[Stored data]
#[cfg(test)]
mod tests {
    use super::*;
    use crate::agents::{AgentContext, AgentKind, AgentOutput, RetrievalAgent};
    use crate::evidence::{EntityKind, SourceCategory};
    use crate::intent::{ReasoningMode, Route};
    use crate::run::{FailureReason, SkipReason, StageOutcome, StageStatus};
    use crate::sources::{FixtureSource, RawRecord};
    use crate::types::CallFailure;
    use async_trait::async_trait;

    const IBD: &str = "Inflammatory Bowel Disease";

    fn config() -> Config {
        let mut config = Config::default();
        config.engine.retry_base_delay = Duration::from_millis(1);
        config.engine.retry_max_delay = Duration::from_millis(5);
        config
    }

    fn trials(drug: &str, n: usize) -> Vec<RawRecord> {
        (0..n)
            .map(|i| {
                RawRecord::new(drug, EntityKind::Drug)
                    .with("trial_id", format!("NCT-{}-{}", drug, i))
                    .with("phase", "PHASE3")
                    .with("status", "COMPLETED")
                    .with("confidence", 0.9)
            })
            .collect()
    }

    fn ibd_registry(clinical: Arc<FixtureSource>) -> SourceRegistry {
        let ttl = Duration::from_secs(3600);
        let mut records = trials("Tofacitinib", 15);
        records.extend(trials("Vedolizumab", 8));
        let ctgov = Arc::new(FixtureSource::new().with_records(IBD, records));
        SourceRegistry::new()
            .with_source("ctgov", SourceCategory::Clinical, ctgov, ttl)
            .with_source("euctr", SourceCategory::Clinical, clinical, ttl)
            .with_source("pubmed", SourceCategory::Literature, Arc::new(FixtureSource::new()), ttl)
    }

    fn ibd_intent(sources: &[&str]) -> Intent {
        Intent::new(Route::MarketBack)
            .with_field("indication", IBD)
            .with_sources(sources.iter().copied())
    }

    fn stage_outcome(snapshot: &RunSnapshot, agent: AgentKind) -> Option<StageOutcome> {
        snapshot.stages.iter().find(|s| s.agent == agent).and_then(|s| match &s.status {
            StageStatus::Done(result) => Some(result.outcome.clone()),
            _ => None,
        })
    }

    #[tokio::test]
    async fn test_market_back_ranks_trial_volume_and_flags_missing_dimensions() {
        let engine = Engine::builder(config())
            .registry(ibd_registry(Arc::new(FixtureSource::new())))
            .build();
        let run_id = engine.create_run(ibd_intent(&["ctgov", "pubmed"])).await.unwrap();

        let snapshot = engine.advance(run_id).await.unwrap();

        assert_eq!(snapshot.status, RunStatus::Completed);
        assert_eq!(snapshot.candidates.len(), 2);
        assert_eq!(snapshot.candidates[0].entity_id, "tofacitinib");
        assert_eq!(snapshot.candidates[1].entity_id, "vedolizumab");
        assert!(snapshot.candidates.iter().all(|c| c.degraded));
        assert!(snapshot.candidates.iter().all(|c| c.justification.is_some()));
        assert_eq!(
            stage_outcome(&snapshot, AgentKind::SafetyTox),
            Some(StageOutcome::Skipped { reason: SkipReason::NoSelectedSources })
        );
    }

    #[tokio::test]
    async fn test_unregistered_agent_is_skipped_not_left_pending() {
        let engine = Engine::builder(config())
            .registry(ibd_registry(Arc::new(FixtureSource::new())))
            .agents(AgentSet::standard().without(AgentKind::Literature))
            .build();
        let run_id = engine.create_run(ibd_intent(&["ctgov", "pubmed"])).await.unwrap();

        let snapshot = engine.advance(run_id).await.unwrap();

        assert_eq!(snapshot.status, RunStatus::Completed);
        assert!(snapshot.degraded);
        assert_eq!(
            stage_outcome(&snapshot, AgentKind::Literature),
            Some(StageOutcome::Skipped { reason: SkipReason::NoImplementation })
        );
        assert_eq!(stage_outcome(&snapshot, AgentKind::ClinicalTrials), Some(StageOutcome::SucceededFully));
        assert!(snapshot.stages.iter().all(|s| s.status != StageStatus::Pending));
        assert_eq!(snapshot.candidates[0].entity_id, "tofacitinib");
    }

    #[tokio::test]
    async fn test_single_failing_source_degrades_but_completes() {
        let down = Arc::new(FixtureSource::new().failing(CallFailure::unavailable("503")));
        let engine = Engine::builder(config()).registry(ibd_registry(down)).build();
        let run_id = engine.create_run(ibd_intent(&["ctgov", "euctr"])).await.unwrap();

        let snapshot = engine.advance(run_id).await.unwrap();

        assert_eq!(snapshot.status, RunStatus::Completed);
        assert!(snapshot.degraded);
        assert!(matches!(
            stage_outcome(&snapshot, AgentKind::ClinicalTrials),
            Some(StageOutcome::SucceededPartially { .. })
        ));
        assert!(snapshot.candidates.iter().all(|c| c.degraded));
        assert!(snapshot.issues.iter().any(|i| i.kind == IssueKind::SourceUnavailable));
    }

    #[tokio::test]
    async fn test_whole_stage_failure_fails_run_and_stops_downstream() {
        let down = Arc::new(FixtureSource::new().failing(CallFailure::invalid("bad key")));
        let ttl = Duration::from_secs(60);
        let registry = SourceRegistry::new()
            .with_source("pubmed", SourceCategory::Literature, down.clone(), ttl)
            .with_source("ctgov", SourceCategory::Clinical, down, ttl)
            .with_source("faers", SourceCategory::Safety, Arc::new(FixtureSource::new()), ttl);
        let engine = Engine::builder(config()).registry(registry).build();
        let intent = Intent::new(Route::Debate)
            .with_field("drug_name", "Metformin")
            .with_field("indication", "Glioblastoma")
            .with_sources(["pubmed", "ctgov", "faers"]);
        let run_id = engine.create_run(intent).await.unwrap();

        let snapshot = engine.advance(run_id).await.unwrap();

        assert_eq!(snapshot.status, RunStatus::Failed);
        assert!(snapshot.failure.is_some());
        assert_eq!(
            stage_outcome(&snapshot, AgentKind::Literature),
            Some(StageOutcome::Failed { reason: FailureReason::AllSourcesFailed })
        );
        assert_eq!(
            stage_outcome(&snapshot, AgentKind::SafetyTox),
            Some(StageOutcome::Skipped { reason: SkipReason::UpstreamFailed })
        );
        assert!(snapshot.candidates.is_empty());
    }

    #[tokio::test]
    async fn test_empty_source_selection_completes_immediately() {
        let engine = Engine::builder(config()).registry(ibd_registry(Arc::new(FixtureSource::new()))).build();
        let run_id = engine.create_run(ibd_intent(&[])).await.unwrap();

        let snapshot = engine.advance(run_id).await.unwrap();

        assert_eq!(snapshot.status, RunStatus::Completed);
        assert!(snapshot.candidates.is_empty());
        assert!(snapshot.issues.is_empty());
        assert!(!snapshot.degraded);
    }

    #[tokio::test]
    async fn test_warm_cache_rerun_is_byte_identical() {
        let engine = Engine::builder(config())
            .registry(ibd_registry(Arc::new(FixtureSource::new())))
            .build();

        let first = engine.create_run(ibd_intent(&["ctgov", "pubmed"])).await.unwrap();
        let first = engine.advance(first).await.unwrap();
        let second = engine.create_run(ibd_intent(&["ctgov", "pubmed"])).await.unwrap();
        let second = engine.advance(second).await.unwrap();

        assert_eq!(
            serde_json::to_string(&first.candidates).unwrap(),
            serde_json::to_string(&second.candidates).unwrap()
        );
    }

    #[tokio::test]
    async fn test_advance_is_idempotent_on_terminal_runs() {
        let engine = Engine::builder(config()).registry(ibd_registry(Arc::new(FixtureSource::new()))).build();
        let run_id = engine.create_run(ibd_intent(&["ctgov"])).await.unwrap();
        engine.mark_queued(run_id).await.unwrap();

        let first = engine.advance(run_id).await.unwrap();
        let again = engine.advance(run_id).await.unwrap();
        assert_eq!(first.status, RunStatus::Completed);
        assert_eq!(again.status, RunStatus::Completed);
        assert_eq!(first.completed_at, again.completed_at);
    }

    #[tokio::test]
    async fn test_terminal_run_leaves_memory_but_stays_readable() {
        let clinical = Arc::new(FixtureSource::new());
        let engine = Engine::builder(config()).registry(ibd_registry(clinical.clone())).build();
        let run_id = engine.create_run(ibd_intent(&["ctgov", "euctr"])).await.unwrap();
        assert_eq!(engine.live_runs().await, 1);

        let finished = engine.advance(run_id).await.unwrap();
        assert_eq!(engine.live_runs().await, 0);

        let stored = engine.get_state(run_id).await.unwrap();
        assert_eq!(stored.status, RunStatus::Completed);
        assert_eq!(stored.candidates.len(), finished.candidates.len());
        assert_eq!(stored.completed_at, finished.completed_at);

        let calls = clinical.calls();
        assert!(calls > 0);
        assert_eq!(engine.advance(run_id).await.unwrap().completed_at, finished.completed_at);
        assert_eq!(engine.cancel(run_id).await.unwrap(), RunStatus::Completed);
        assert_eq!(clinical.calls(), calls);
    }

    struct UnwritableStore;

    #[async_trait]
    impl RunStore for UnwritableStore {
        async fn save(&self, _run: &Run) -> AppResult<()> {
            Err(AppError::Persistence("disk full".to_string()))
        }

        async fn load(&self, _run_id: RunId) -> AppResult<Option<Run>> {
            Ok(None)
        }
    }

    #[tokio::test]
    async fn test_unsaved_terminal_run_stays_live() {
        let engine = Engine::builder(config())
            .registry(ibd_registry(Arc::new(FixtureSource::new())))
            .store(Arc::new(UnwritableStore))
            .build();
        let run_id = engine.create_run(ibd_intent(&["ctgov"])).await.unwrap();

        engine.advance(run_id).await.unwrap();

        assert_eq!(engine.live_runs().await, 1);
        let snapshot = engine.get_state(run_id).await.unwrap();
        assert_eq!(snapshot.status, RunStatus::Completed);
        assert!(snapshot.issues.iter().any(|i| i.kind == IssueKind::PersistenceFailure));
    }

    #[tokio::test]
    async fn test_cancel_before_start() {
        let engine = Engine::builder(config()).build();
        let run_id = engine.create_run(ibd_intent(&["ctgov"])).await.unwrap();

        assert_eq!(engine.cancel(run_id).await.unwrap(), RunStatus::Cancelled);
        let snapshot = engine.advance(run_id).await.unwrap();
        assert_eq!(snapshot.status, RunStatus::Cancelled);
        assert!(snapshot.stages.iter().all(|s| s.status == StageStatus::Pending));
    }

    #[tokio::test(start_paused = true)]
    async fn test_cancel_mid_run_stops_stage_advancement() {
        let slow = Arc::new(
            FixtureSource::new()
                .with_records(IBD, vec![RawRecord::new("IBD paper", EntityKind::Indication).with("title", "x")])
                .with_latency(Duration::from_secs(30)),
        );
        let ttl = Duration::from_secs(60);
        let clinical = Arc::new(FixtureSource::new().with_records(IBD, trials("Tofacitinib", 2)));
        let registry = SourceRegistry::new()
            .with_source("pubmed", SourceCategory::Literature, slow, ttl)
            .with_source("ctgov", SourceCategory::Clinical, clinical.clone(), ttl);
        let engine = Arc::new(Engine::builder(config()).registry(registry).build());
        let run_id = engine.create_run(ibd_intent(&["pubmed", "ctgov"])).await.unwrap();

        let driver = {
            let engine = engine.clone();
            tokio::spawn(async move { engine.advance(run_id).await })
        };
        tokio::time::sleep(Duration::from_secs(1)).await;
        assert_eq!(engine.get_state(run_id).await.unwrap().status, RunStatus::Running);

        engine.cancel(run_id).await.unwrap();
        let snapshot = driver.await.unwrap().unwrap();

        assert_eq!(snapshot.status, RunStatus::Cancelled);
        // The clinical-trials stage never started.
        assert_eq!(clinical.calls(), 0);
        let clinical_stage = snapshot.stages.iter().find(|s| s.agent == AgentKind::ClinicalTrials).unwrap();
        assert_eq!(clinical_stage.status, StageStatus::Pending);
    }

    struct StuckAgent;

    #[async_trait]
    impl RetrievalAgent for StuckAgent {
        fn kind(&self) -> AgentKind {
            AgentKind::Literature
        }

        async fn fetch(&self, _ctx: AgentContext) -> AgentOutput {
            std::future::pending().await
        }
    }

    #[tokio::test(start_paused = true)]
    async fn test_agent_timeout_is_recorded_and_fails_lone_stage() {
        let mut config = config();
        config.engine.agent_timeout = Duration::from_secs(5);
        let ttl = Duration::from_secs(60);
        let registry = SourceRegistry::new()
            .with_source("pubmed", SourceCategory::Literature, Arc::new(FixtureSource::new()), ttl)
            .with_source("ctgov", SourceCategory::Clinical, Arc::new(FixtureSource::new()), ttl);
        let engine = Engine::builder(config)
            .registry(registry)
            .agents(AgentSet::standard().with_agent(Arc::new(StuckAgent)))
            .build();
        let run_id = engine.create_run(ibd_intent(&["pubmed", "ctgov"])).await.unwrap();

        let snapshot = engine.advance(run_id).await.unwrap();

        assert_eq!(snapshot.status, RunStatus::Failed);
        assert_eq!(
            stage_outcome(&snapshot, AgentKind::Literature),
            Some(StageOutcome::Failed { reason: FailureReason::Timeout })
        );
        assert!(snapshot.issues.iter().any(|i| i.kind == IssueKind::AgentTimeout));
    }

    #[tokio::test]
    async fn test_exhausted_run_budget_completes_degraded() {
        let mut config = config();
        config.engine.run_budget = Duration::ZERO;
        let engine = Engine::builder(config).registry(ibd_registry(Arc::new(FixtureSource::new()))).build();
        let run_id = engine.create_run(ibd_intent(&["ctgov", "pubmed"])).await.unwrap();

        let snapshot = engine.advance(run_id).await.unwrap();

        assert_eq!(snapshot.status, RunStatus::Completed);
        assert!(snapshot.degraded);
        assert_eq!(
            stage_outcome(&snapshot, AgentKind::ClinicalTrials),
            Some(StageOutcome::Skipped { reason: SkipReason::RunBudgetExhausted })
        );
        assert!(snapshot.issues.iter().any(|i| i.kind == IssueKind::BudgetExhausted));
    }

    #[tokio::test]
    async fn test_low_mode_skips_optional_agents() {
        let ttl = Duration::from_secs(60);
        let registry = ibd_registry(Arc::new(FixtureSource::new()))
            .with_source("fda", SourceCategory::Regulatory, Arc::new(FixtureSource::new()), ttl);
        let engine = Engine::builder(config()).registry(registry).build();
        let run_id = engine
            .create_run(ibd_intent(&["ctgov", "fda"]).with_mode(ReasoningMode::Low))
            .await
            .unwrap();

        let snapshot = engine.advance(run_id).await.unwrap();
        assert_eq!(
            stage_outcome(&snapshot, AgentKind::Regulatory),
            Some(StageOutcome::Skipped { reason: SkipReason::ExcludedByMode })
        );
        let justification = snapshot.candidates[0].justification.as_ref().unwrap();
        assert_eq!(justification.temperature, 0.2);
    }

    #[tokio::test]
    async fn test_unknown_run_and_invalid_intent() {
        let engine = Engine::builder(config()).build();
        assert!(matches!(engine.get_state(RunId::new()).await, Err(AppError::RunNotFound(_))));
        assert!(matches!(
            engine.create_run(Intent::new(Route::MarketBack)).await,
            Err(AppError::InvalidIntent(_))
        ));
    }
}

» **PROBLEM DESCRIPTION**
Please give the number of lines above that contain the string "AgentSet", and nothing more.

» **REPLY TO THE TASK**
2